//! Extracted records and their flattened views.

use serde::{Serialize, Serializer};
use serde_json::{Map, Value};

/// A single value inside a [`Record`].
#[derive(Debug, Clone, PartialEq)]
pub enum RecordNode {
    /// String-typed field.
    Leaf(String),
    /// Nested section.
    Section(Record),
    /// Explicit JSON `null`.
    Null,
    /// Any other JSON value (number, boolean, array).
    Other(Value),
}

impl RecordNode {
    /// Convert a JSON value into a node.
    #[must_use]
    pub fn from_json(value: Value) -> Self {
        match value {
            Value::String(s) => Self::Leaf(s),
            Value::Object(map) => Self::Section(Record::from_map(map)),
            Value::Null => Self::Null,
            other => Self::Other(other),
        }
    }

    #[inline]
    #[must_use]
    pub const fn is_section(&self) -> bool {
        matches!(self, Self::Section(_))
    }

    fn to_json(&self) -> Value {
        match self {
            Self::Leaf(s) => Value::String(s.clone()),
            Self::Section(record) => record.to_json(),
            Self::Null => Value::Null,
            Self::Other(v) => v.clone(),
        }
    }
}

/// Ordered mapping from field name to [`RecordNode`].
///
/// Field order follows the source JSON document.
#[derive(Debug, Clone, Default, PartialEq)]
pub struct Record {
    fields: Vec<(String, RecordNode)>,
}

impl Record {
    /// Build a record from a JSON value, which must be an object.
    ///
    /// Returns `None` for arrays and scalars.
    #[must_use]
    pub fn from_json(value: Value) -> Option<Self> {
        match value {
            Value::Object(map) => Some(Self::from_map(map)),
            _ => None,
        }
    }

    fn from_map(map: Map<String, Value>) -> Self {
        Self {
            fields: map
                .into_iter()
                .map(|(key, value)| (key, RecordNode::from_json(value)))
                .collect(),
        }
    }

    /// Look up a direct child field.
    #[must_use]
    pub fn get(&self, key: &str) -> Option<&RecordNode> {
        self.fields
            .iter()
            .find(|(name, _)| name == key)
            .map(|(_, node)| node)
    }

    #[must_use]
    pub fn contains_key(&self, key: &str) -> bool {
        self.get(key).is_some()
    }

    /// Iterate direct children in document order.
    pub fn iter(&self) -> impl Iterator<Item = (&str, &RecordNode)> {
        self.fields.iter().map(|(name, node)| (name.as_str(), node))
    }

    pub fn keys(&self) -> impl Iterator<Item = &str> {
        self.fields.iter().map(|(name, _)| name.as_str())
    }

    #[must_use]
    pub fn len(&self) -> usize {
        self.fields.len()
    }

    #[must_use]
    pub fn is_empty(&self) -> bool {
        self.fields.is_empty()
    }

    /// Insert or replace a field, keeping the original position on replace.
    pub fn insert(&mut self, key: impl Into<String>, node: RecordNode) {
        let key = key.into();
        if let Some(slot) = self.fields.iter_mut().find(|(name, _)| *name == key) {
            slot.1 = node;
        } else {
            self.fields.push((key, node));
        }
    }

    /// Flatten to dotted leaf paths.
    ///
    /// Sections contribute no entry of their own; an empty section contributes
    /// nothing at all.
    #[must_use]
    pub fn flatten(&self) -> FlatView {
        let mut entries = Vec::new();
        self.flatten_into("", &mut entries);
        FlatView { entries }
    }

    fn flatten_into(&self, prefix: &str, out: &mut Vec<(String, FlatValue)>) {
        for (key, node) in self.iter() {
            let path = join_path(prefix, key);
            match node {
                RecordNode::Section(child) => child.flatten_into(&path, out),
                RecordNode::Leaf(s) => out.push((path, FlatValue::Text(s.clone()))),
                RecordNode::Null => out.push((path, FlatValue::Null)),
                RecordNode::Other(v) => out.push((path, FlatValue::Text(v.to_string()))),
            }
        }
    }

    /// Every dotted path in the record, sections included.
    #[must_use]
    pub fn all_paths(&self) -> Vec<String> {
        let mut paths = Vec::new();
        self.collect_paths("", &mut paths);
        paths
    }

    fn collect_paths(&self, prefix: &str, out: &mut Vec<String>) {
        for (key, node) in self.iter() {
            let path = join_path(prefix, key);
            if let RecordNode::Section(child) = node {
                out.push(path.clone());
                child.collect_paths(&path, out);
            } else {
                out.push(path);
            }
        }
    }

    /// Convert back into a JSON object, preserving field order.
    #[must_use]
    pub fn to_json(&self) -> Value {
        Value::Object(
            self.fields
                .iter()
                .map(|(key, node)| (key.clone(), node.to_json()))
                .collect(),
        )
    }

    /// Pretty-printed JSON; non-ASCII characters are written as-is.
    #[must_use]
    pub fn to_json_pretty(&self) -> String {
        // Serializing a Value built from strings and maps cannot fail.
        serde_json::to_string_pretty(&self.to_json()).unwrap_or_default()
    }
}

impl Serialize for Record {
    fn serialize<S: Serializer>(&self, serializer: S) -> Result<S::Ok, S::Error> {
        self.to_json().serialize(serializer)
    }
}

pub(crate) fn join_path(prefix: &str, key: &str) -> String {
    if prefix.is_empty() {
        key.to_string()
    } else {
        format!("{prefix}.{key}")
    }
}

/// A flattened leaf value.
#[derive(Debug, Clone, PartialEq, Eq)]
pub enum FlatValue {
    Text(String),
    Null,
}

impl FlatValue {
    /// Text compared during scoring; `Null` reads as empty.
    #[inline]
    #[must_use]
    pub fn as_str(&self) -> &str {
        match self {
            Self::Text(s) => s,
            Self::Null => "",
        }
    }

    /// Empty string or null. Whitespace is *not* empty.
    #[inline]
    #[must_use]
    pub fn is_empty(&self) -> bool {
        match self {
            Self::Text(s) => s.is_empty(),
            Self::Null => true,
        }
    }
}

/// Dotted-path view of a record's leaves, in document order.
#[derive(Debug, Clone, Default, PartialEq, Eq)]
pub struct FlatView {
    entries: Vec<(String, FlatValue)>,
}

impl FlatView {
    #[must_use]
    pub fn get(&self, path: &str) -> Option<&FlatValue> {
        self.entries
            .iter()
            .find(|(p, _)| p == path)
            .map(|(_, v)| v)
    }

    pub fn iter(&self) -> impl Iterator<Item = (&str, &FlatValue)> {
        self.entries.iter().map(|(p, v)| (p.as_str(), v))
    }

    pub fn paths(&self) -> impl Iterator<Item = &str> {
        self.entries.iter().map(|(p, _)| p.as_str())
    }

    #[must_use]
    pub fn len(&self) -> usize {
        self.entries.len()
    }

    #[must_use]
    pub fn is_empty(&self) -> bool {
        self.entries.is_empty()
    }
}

...

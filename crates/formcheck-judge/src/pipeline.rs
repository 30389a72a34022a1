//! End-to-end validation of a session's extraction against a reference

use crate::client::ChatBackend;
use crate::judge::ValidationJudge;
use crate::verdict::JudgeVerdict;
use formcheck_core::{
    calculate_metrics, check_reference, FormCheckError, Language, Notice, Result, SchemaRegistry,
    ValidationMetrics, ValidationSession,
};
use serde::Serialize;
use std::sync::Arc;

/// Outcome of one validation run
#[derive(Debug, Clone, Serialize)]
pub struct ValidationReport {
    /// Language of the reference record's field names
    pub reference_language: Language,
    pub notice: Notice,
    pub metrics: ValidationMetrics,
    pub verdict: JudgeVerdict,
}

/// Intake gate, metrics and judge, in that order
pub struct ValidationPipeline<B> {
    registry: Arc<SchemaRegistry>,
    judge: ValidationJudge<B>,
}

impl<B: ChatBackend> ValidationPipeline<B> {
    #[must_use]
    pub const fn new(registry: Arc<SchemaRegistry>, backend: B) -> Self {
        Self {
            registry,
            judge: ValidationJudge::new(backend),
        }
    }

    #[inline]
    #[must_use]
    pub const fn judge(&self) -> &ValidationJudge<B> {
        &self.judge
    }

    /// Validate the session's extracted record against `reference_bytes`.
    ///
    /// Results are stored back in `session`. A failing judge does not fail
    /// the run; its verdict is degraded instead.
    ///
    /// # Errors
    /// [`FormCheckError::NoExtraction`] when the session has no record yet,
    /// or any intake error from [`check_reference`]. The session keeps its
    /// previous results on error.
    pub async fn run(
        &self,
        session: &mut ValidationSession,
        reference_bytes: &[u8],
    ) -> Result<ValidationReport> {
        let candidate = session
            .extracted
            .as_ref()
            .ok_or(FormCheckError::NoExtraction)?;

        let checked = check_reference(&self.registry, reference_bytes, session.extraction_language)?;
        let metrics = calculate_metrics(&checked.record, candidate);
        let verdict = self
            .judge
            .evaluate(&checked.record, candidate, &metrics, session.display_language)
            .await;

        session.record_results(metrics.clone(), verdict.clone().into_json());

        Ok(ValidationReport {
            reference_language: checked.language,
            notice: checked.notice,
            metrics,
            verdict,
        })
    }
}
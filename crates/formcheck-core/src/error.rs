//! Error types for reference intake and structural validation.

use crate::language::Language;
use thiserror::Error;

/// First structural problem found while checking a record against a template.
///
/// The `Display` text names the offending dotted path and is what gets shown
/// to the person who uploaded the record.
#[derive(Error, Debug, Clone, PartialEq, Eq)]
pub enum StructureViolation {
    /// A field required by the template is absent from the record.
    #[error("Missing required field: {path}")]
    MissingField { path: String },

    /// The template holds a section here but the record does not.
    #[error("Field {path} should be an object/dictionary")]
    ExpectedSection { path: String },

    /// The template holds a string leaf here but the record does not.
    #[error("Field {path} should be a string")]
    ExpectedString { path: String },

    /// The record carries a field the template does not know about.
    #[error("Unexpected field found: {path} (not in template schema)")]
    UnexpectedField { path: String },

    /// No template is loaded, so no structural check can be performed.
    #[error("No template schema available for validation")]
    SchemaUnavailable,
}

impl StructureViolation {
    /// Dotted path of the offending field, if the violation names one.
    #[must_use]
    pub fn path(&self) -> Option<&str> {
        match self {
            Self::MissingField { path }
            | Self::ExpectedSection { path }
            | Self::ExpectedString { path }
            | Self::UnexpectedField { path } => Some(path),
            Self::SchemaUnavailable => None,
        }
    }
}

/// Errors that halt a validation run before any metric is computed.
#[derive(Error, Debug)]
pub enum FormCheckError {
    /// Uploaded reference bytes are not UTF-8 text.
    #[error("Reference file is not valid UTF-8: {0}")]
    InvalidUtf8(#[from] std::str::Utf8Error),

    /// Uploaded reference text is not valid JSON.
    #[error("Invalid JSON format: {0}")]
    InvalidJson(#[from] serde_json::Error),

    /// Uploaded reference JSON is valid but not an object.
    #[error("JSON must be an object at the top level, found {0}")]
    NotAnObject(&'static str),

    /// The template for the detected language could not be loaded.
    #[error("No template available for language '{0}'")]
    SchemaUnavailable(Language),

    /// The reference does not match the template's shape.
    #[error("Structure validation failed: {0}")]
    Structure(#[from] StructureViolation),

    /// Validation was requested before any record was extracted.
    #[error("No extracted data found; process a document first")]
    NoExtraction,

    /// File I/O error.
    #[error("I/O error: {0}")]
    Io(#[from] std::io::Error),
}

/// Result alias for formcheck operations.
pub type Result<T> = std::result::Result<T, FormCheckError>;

# ASSIGNMENT:
Repeat, exactly as they stand above, the lines from the line with "#[derive(Error, Debug)]" to the line with "record was extracted.", both lines included.

# YOUR RESPONSE:
#[derive(Error, Debug)]
pub enum FormCheckError {
    /// Uploaded reference bytes are not UTF-8 text.
    #[error("Reference file is not valid UTF-8: {0}")]
    InvalidUtf8(#[from] std::str::Utf8Error),

    /// Uploaded reference text is not valid JSON.
    #[error("Invalid JSON format: {0}")]
    InvalidJson(#[from] serde_json::Error),

    /// Uploaded reference JSON is valid but not an object.
    #[error("JSON must be an object at the top level, found {0}")]
    NotAnObject(&'static str),

    /// The template for the detected language could not be loaded.
    #[error("No template available for language '{0}'")]
    SchemaUnavailable(Language),

    /// The reference does not match the template's shape.
    #[error("Structure validation failed: {0}")]
    Structure(#[from] StructureViolation),

    /// Validation was requested before any record was extracted.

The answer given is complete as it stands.